That this is so appears clearly from the authorities referred to in McGregor as illustrative of the principle. In each of those cases: Stearine Co v Heintzmann (1864) 17 CBNS 56; 144 ER 22; Pape v Westacott [1894] 1 QB 272; and Matthews v Discount Corp (1869) LR 4 CP 228, an agent was held liable for parting with goods or documents contrary to instructions from the principal. In Stearine v Heintzmann the damages were assessed as the value of that which the agent had parted with. In Pape v Westacott, where the agent had handed over to the principal's lessee a licence to assign the lease without receiving the arrears of rent which the agent should have required in exchange, the principal recovered as damages the amount of the arrears, that is "the value of that which should have been obtained in exchange".
In paragraph 33-010 of McGregor the following principle is stated:
Where the principal's property entrusted to the agent is physically destroyed by reason of the agent's default, the measure of damages is prima facie the market value of the goods. In the absence of cases on this matter, reference should be made to the general principles in relation to damages for the destruction of goods, which will apply. An agent will be liable for loss or destruction after he has improperly dealt with the goods where, but for the improper dealing, the immediate cause of the loss would have been one for which he would not have been liable, unless he can positively show that the loss from this cause would have occurred even in the absence of improper dealing by him.
The learned author of McGregor cites Lilley v Doubleday (1881) 7 QBD 510 as an example of the application of this principle. In that case the defendant, who had contracted to warehouse goods at a particular place, instead kept part of them at another place where they were destroyed by fire. The defendant was held liable for the value of the goods so destroyed. Grove J, with whom Lindley and Stephen JJ agreed, held (at 511):
The defendant was entrusted with the goods for a particular purpose and to keep them in a particular place. He took them to another and must be responsible for what took place there. The only exception I see to this general rule is where the destruction of the goods must take place as inevitably at one place as at the other."
In our view, on the principles outlined in McGregor, the prima facie measure of loss of the Owners Corporation was the moneys improperly paid away. However, as the passage from paragraph 33-010 quoted above suggests, an agent who has improperly paid away the principal's money might limit its liability "if he can positively show that the loss…would have occurred even in the absence of improper dealing by him". In other words, if the appellant can positively show that the Owners Corporation was liable to Andersal for the amounts improperly paid away and would have been liable to make those payments in any event, even if the improper payment had not been made, the appellant may reduce its liability to that extent.

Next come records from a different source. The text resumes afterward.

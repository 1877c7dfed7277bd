//! Member governance for Concord.
//!
//! Process: Proposal (deposit locked) → Voting window → Finalization
//! (quorum + approval) → Timelock → Execution (funding, parameter,
//! membership, or general).
//!
//! Key principle: voting power is weighted per member and may be delegated
//! one level to another member. Votes snapshot the voter's effective power
//! when cast.

pub mod config;
pub mod delegation;
pub mod engine;
pub mod error;
pub mod event;
pub mod execution;
pub mod member;
pub mod params;
pub mod proposal;
pub mod state;
pub mod tally;
pub mod treasury;
pub mod voting;

pub use config::{GenesisMember, GovernanceConfig};
pub use delegation::DelegationLedger;
pub use engine::GovernanceEngine;
pub use error::{ErrorKind, GovernanceError};
pub use event::GovernanceEvent;
pub use execution::{ExecutionEffect, ExecutionQueue, QueueEntry};
pub use member::{Member, MembershipRegistry};
pub use params::{GovernableParam, GovernanceParams, BPS_DENOMINATOR};
pub use proposal::{
    MembershipChange, ParameterChange, Proposal, ProposalDraft, ProposalKind, ProposalState,
    ProposalStore,
};
pub use state::GovernanceState;
pub use tally::TallyResult;
pub use treasury::Treasury;
pub use voting::{Vote, VoteBook};
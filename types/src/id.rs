//! Sequential proposal identifiers.

use serde::{Deserialize, Serialize};
use std::fmt;

/// Identifier of a proposal. Assigned sequentially from 1, never reused.
#[derive(Clone, Copy, Debug, PartialEq, Eq, PartialOrd, Ord, Hash, Serialize, Deserialize)]
#[serde(transparent)]
pub struct ProposalId(u64);

impl ProposalId {
    /// The first id handed out.
    pub const FIRST: Self = Self(1);

    pub fn new(id: u64) -> Self {
        Self(id)
    }

    pub fn as_u64(&self) -> u64 {
        self.0
    }

    /// The id following this one, or `None` on overflow.
    pub fn checked_next(self) -> Option<Self> {
        self.0.checked_add(1).map(Self)
    }
}

impl fmt::Display for ProposalId {
    fn fmt(&self, f: &mut fmt::Formatter<'_>) -> fmt::Result {
        write!(f, "{}", self.0)
    }
}

impl From<u64> for ProposalId {
    fn from(id: u64) -> Self {
        Self(id)
    }
}
//! Governance engine: the public operation surface.
//!
//! Every mutating operation runs as one transaction: it is applied to a
//! scratch copy of the state and of the host ledger, and the copies replace
//! the live ones only if the whole operation succeeds. A failed call leaves
//! no trace, not even buffered events.
//!
//! Operations take `&mut self`, so an engine is single-writer by
//! construction. Hosts that share one across threads wrap it in a lock.

use crate::config::GovernanceConfig;
use crate::error::GovernanceError;
use crate::event::GovernanceEvent;
use crate::execution::{ExecutionEffect, QueueEntry};
use crate::member::Member;
use crate::params::{GovernableParam, GovernanceParams};
use crate::proposal::{
    MembershipChange, ParameterChange, Proposal, ProposalDraft, ProposalState,
};
use crate::state::GovernanceState;
use crate::tally;
use crate::voting::Vote;
use concord_types::{Address, BlockHeight, NativeLedger, ProposalId, RequestContext};
use tracing::{debug, info, warn};

pub struct GovernanceEngine<L> {
    admin: Address,
    account: Address,
    state: GovernanceState,
    ledger: L,
}

impl<L: NativeLedger> GovernanceEngine<L> {
    /// Build an engine from `config`, registering genesis members at height 0.
    pub fn new(config: GovernanceConfig, ledger: L) -> Result<Self, GovernanceError> {
        config.validate()?;
        let mut state = GovernanceState::new(config.params);
        for genesis in config.members {
            state.add_member(genesis.address, genesis.power.into(), BlockHeight::GENESIS)?;
        }
        state.events.clear();
        info!(
            admin = %config.admin,
            members = state.members.len(),
            total_power = state.members.total_voting_power(),
            "governance engine initialised"
        );
        Ok(Self {
            admin: config.admin,
            account: config.account,
            state,
            ledger,
        })
    }

    /// Resume from a saved state.
    pub fn from_state(
        admin: Address,
        account: Address,
        state: GovernanceState,
        ledger: L,
    ) -> Result<Self, GovernanceError> {
        state.check_invariants()?;
        Ok(Self {
            admin,
            account,
            state,
            ledger,
        })
    }

    /// Run `op` against scratch copies; commit both only on success.
    fn transact<T>(
        &mut self,
        name: &'static str,
        ctx: &RequestContext,
        op: impl FnOnce(&mut GovernanceState, &mut L, &Address) -> Result<T, GovernanceError>,
    ) -> Result<T, GovernanceError> {
        let mut state = self.state.clone();
        let mut ledger = self.ledger.clone();
        match op(&mut state, &mut ledger, &self.account) {
            Ok(value) => {
                self.state = state;
                self.ledger = ledger;
                Ok(value)
            }
            Err(err) => {
                warn!(op = name, caller = %ctx.caller, block = %ctx.block, error = %err, "rolled back");
                Err(err)
            }
        }
    }

    fn require_admin(&self, ctx: &RequestContext) -> Result<(), GovernanceError> {
        if ctx.caller != self.admin {
            return Err(GovernanceError::AdministratorOnly(ctx.caller.clone()));
        }
        Ok(())
    }

    // ── Administration ────────────────────────────────────────────────

    /// Register a member. Administrator only.
    pub fn add_member(
        &mut self,
        ctx: &RequestContext,
        address: Address,
        power: u128,
    ) -> Result<Member, GovernanceError> {
        self.require_admin(ctx)?;
        let member = self.transact("add_member", ctx, |state, _, _| {
            state.add_member(address, power, ctx.block)
        })?;
        info!(member = %member.address, power, total = self.state.members.total_voting_power(), "member added");
        Ok(member)
    }

    /// Set the voting period in blocks. Administrator only.
    pub fn set_voting_period(
        &mut self,
        ctx: &RequestContext,
        period: u64,
    ) -> Result<(), GovernanceError> {
        self.require_admin(ctx)?;
        self.transact("set_voting_period", ctx, |state, _, _| {
            let old = state.params.voting_period;
            let mut params = state.params.clone();
            params.voting_period = period;
            params.validate()?;
            state.params = params;
            state.emit(GovernanceEvent::ParameterChanged {
                param: GovernableParam::VotingPeriod.name().to_string(),
                old_value: old.into(),
                new_value: period.into(),
            });
            Ok(())
        })?;
        info!(period, "voting period set");
        Ok(())
    }

    /// Set the quorum in basis points. Administrator only.
    pub fn set_quorum(&mut self, ctx: &RequestContext, bps: u32) -> Result<(), GovernanceError> {
        self.require_admin(ctx)?;
        self.transact("set_quorum", ctx, |state, _, _| {
            let old = state.params.quorum_bps;
            let mut params = state.params.clone();
            params.quorum_bps = bps;
            params.validate()?;
            state.params = params;
            state.emit(GovernanceEvent::ParameterChanged {
                param: GovernableParam::QuorumBps.name().to_string(),
                old_value: old.into(),
                new_value: bps.into(),
            });
            Ok(())
        })?;
        info!(bps, "quorum set");
        Ok(())
    }

    // ── Delegation ────────────────────────────────────────────────────

    /// Let `target` vote with the caller's power.
    pub fn delegate_votes(
        &mut self,
        ctx: &RequestContext,
        target: &Address,
    ) -> Result<(), GovernanceError> {
        let previous = self.transact("delegate_votes", ctx, |state, _, _| {
            state.delegate(ctx, target)
        })?;
        debug!(delegator = %ctx.caller, delegate = %target, ?previous, "delegated");
        Ok(())
    }

    /// Take the caller's power back from their delegate.
    pub fn undelegate_votes(&mut self, ctx: &RequestContext) -> Result<(), GovernanceError> {
        let delegate =
            self.transact("undelegate_votes", ctx, |state, _, _| state.undelegate(ctx))?;
        debug!(delegator = %ctx.caller, %delegate, "undelegated");
        Ok(())
    }

    // ── Proposals ─────────────────────────────────────────────────────

    /// Submit a funding or general proposal, locking the deposit.
    pub fn create_proposal(
        &mut self,
        ctx: &RequestContext,
        draft: ProposalDraft,
    ) -> Result<ProposalId, GovernanceError> {
        let kind = draft.kind;
        let id = self.transact("create_proposal", ctx, |state, ledger, account| {
            state.create_plain_proposal(ctx, draft, ledger, account)
        })?;
        info!(proposal = %id, proposer = %ctx.caller, ?kind, "proposal created");
        Ok(id)
    }

    /// Submit a proposal that overwrites a governance parameter.
    pub fn create_parameter_change_proposal(
        &mut self,
        ctx: &RequestContext,
        title: impl Into<String>,
        description: impl Into<String>,
        param: impl Into<String>,
        new_value: u128,
    ) -> Result<ProposalId, GovernanceError> {
        let change = ParameterChange {
            param: param.into(),
            new_value,
        };
        let (title, description) = (title.into(), description.into());
        let id = self.transact("create_parameter_change_proposal", ctx, |state, ledger, account| {
            state.create_parameter_change_proposal(ctx, title, description, change, ledger, account)
        })?;
        info!(proposal = %id, proposer = %ctx.caller, "parameter proposal created");
        Ok(id)
    }

    /// Submit a proposal that adds a member or changes a member's power.
    pub fn create_membership_change_proposal(
        &mut self,
        ctx: &RequestContext,
        title: impl Into<String>,
        description: impl Into<String>,
        member: Address,
        new_power: u128,
        is_addition: bool,
    ) -> Result<ProposalId, GovernanceError> {
        let change = MembershipChange {
            member,
            new_power,
            is_addition,
        };
        let (title, description) = (title.into(), description.into());
        let id = self.transact("create_membership_change_proposal", ctx, |state, ledger, account| {
            state.create_membership_change_proposal(ctx, title, description, change, ledger, account)
        })?;
        info!(proposal = %id, proposer = %ctx.caller, "membership proposal created");
        Ok(id)
    }

    /// Vote on an active proposal with the caller's effective power.
    pub fn cast_vote(
        &mut self,
        ctx: &RequestContext,
        proposal: ProposalId,
        support: bool,
    ) -> Result<Vote, GovernanceError> {
        let vote = self.transact("cast_vote", ctx, |state, _, _| {
            state.cast_vote(ctx, proposal, support)
        })?;
        debug!(proposal = %proposal, voter = %ctx.caller, support, weight = vote.weight, "vote cast");
        Ok(vote)
    }

    /// Close voting; queue the proposal if it passed.
    pub fn finalize_proposal(
        &mut self,
        ctx: &RequestContext,
        proposal: ProposalId,
    ) -> Result<ProposalState, GovernanceError> {
        let outcome = self.transact("finalize_proposal", ctx, |state, ledger, account| {
            state.finalize(ctx, proposal, ledger, account)
        })?;
        info!(proposal = %proposal, %outcome, "proposal finalized");
        Ok(outcome)
    }

    /// Apply a passed proposal once its timelock has elapsed.
    pub fn execute_proposal(
        &mut self,
        ctx: &RequestContext,
        proposal: ProposalId,
    ) -> Result<ExecutionEffect, GovernanceError> {
        let effect = self.transact("execute_proposal", ctx, |state, ledger, account| {
            state.execute(ctx, proposal, ledger, account)
        })?;
        info!(proposal = %proposal, ?effect, "proposal executed");
        Ok(effect)
    }

    // ── Treasury ──────────────────────────────────────────────────────

    /// Move `amount` from the caller into the treasury. Returns the new balance.
    pub fn deposit_to_treasury(
        &mut self,
        ctx: &RequestContext,
        amount: u128,
    ) -> Result<u128, GovernanceError> {
        let balance = self.transact("deposit_to_treasury", ctx, |state, ledger, account| {
            state.deposit_to_treasury(ctx, amount, ledger, account)
        })?;
        info!(from = %ctx.caller, amount, balance, "treasury deposit");
        Ok(balance)
    }

    // ── Queries ───────────────────────────────────────────────────────

    pub fn get_member(&self, address: &Address) -> Result<&Member, GovernanceError> {
        self.state
            .members
            .get(address)
            .ok_or_else(|| GovernanceError::MemberNotFound(address.clone()))
    }

    pub fn get_proposal(&self, id: ProposalId) -> Result<&Proposal, GovernanceError> {
        self.state.proposals.get(id)
    }

    pub fn get_vote(&self, id: ProposalId, voter: &Address) -> Result<&Vote, GovernanceError> {
        self.state
            .votes
            .get(id, voter)
            .ok_or_else(|| GovernanceError::VoteNotFound {
                proposal: id,
                voter: voter.clone(),
            })
    }

    /// Base power of `address`, regardless of delegation.
    pub fn get_voting_power(&self, address: &Address) -> Result<u128, GovernanceError> {
        Ok(self.get_member(address)?.voting_power)
    }

    /// Base power plus power delegated to `address`.
    pub fn get_effective_voting_power(&self, address: &Address) -> Result<u128, GovernanceError> {
        self.state.effective_voting_power(address)
    }

    /// Power delegated to `address` by others.
    pub fn get_delegated_power(&self, address: &Address) -> u128 {
        self.state.delegations.delegated_power(address)
    }

    pub fn get_treasury_balance(&self) -> u128 {
        self.state.treasury.balance()
    }

    /// Deposits of rejected proposals, held by the engine account.
    pub fn forfeited_deposits(&self) -> u128 {
        self.state.treasury.forfeited_deposits()
    }

    /// Votes needed for quorum at the current total power.
    pub fn calculate_quorum(&self) -> u128 {
        tally::quorum(
            self.state.members.total_voting_power(),
            self.state.params.quorum_bps,
        )
    }

    /// Whether the current tally of `id` clears quorum and approval.
    pub fn has_proposal_passed(&self, id: ProposalId) -> Result<bool, GovernanceError> {
        Ok(self.state.tally(id)?.passed())
    }

    pub fn get_queue_entry(&self, id: ProposalId) -> Option<&QueueEntry> {
        self.state.queue.get(id)
    }

    pub fn get_parameter_change(&self, id: ProposalId) -> Option<&ParameterChange> {
        self.state.proposals.parameter_change(id)
    }

    pub fn get_membership_change(&self, id: ProposalId) -> Option<&MembershipChange> {
        self.state.proposals.membership_change(id)
    }

    pub fn get_params(&self) -> &GovernanceParams {
        &self.state.params
    }

    pub fn total_voting_power(&self) -> u128 {
        self.state.members.total_voting_power()
    }

    pub fn proposal_count(&self) -> u64 {
        self.state.proposals.count()
    }

    pub fn list_proposals(&self, state: Option<ProposalState>) -> Vec<&Proposal> {
        self.state.proposals.list(state)
    }

    pub fn admin(&self) -> &Address {
        &self.admin
    }

    pub fn account(&self) -> &Address {
        &self.account
    }

    pub fn state(&self) -> &GovernanceState {
        &self.state
    }

    pub fn ledger(&self) -> &L {
        &self.ledger
    }

    /// Mutable access to the host ledger, for hosts that move value outside the engine.
    pub fn ledger_mut(&mut self) -> &mut L {
        &mut self.ledger
    }

    /// Take the events of every operation committed since the last drain.
    pub fn drain_events(&mut self) -> Vec<GovernanceEvent> {
        std::mem::take(&mut self.state.events)
    }
}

In response to this argument Mr Le Page submitted that damages were required to be measured at the time of breach and that no moneys were payable at the time of breach. On that basis, Mr Le Page submitted, the measure of damages for the improper payment was the full amount of the improper payment, regardless that if the moneys had not been wrongly paid those moneys may subsequently have become payable to the builder.
We do not accept this proposition. In our view, the requirement that damages be assessed at the date of breach does not require that facts and circumstances existing at the date of breach are to be ignored. If the agent establishes that the Owners Corporation was liable to the builder so that the moneys erroneously paid away would ultimately have been paid in any event, in our view that is sufficient to negative the proposition that the Owners Corporation sustained loss by reason of the incorrect payment.
In the alternative, Mr Le Page submitted that it could not be said to be certain that the Owners Corporation would have been obliged to make the payment to the builders even if, on the correct construction of the contract and relevant documentation, the Owners Corporation was liable to the builder. Mr Le Page suggested the builder may not have pursued the Owners Corporation for the moneys or that the Owners Corporation might have been able to negotiate a reduction in the amount payable. We address these issues below.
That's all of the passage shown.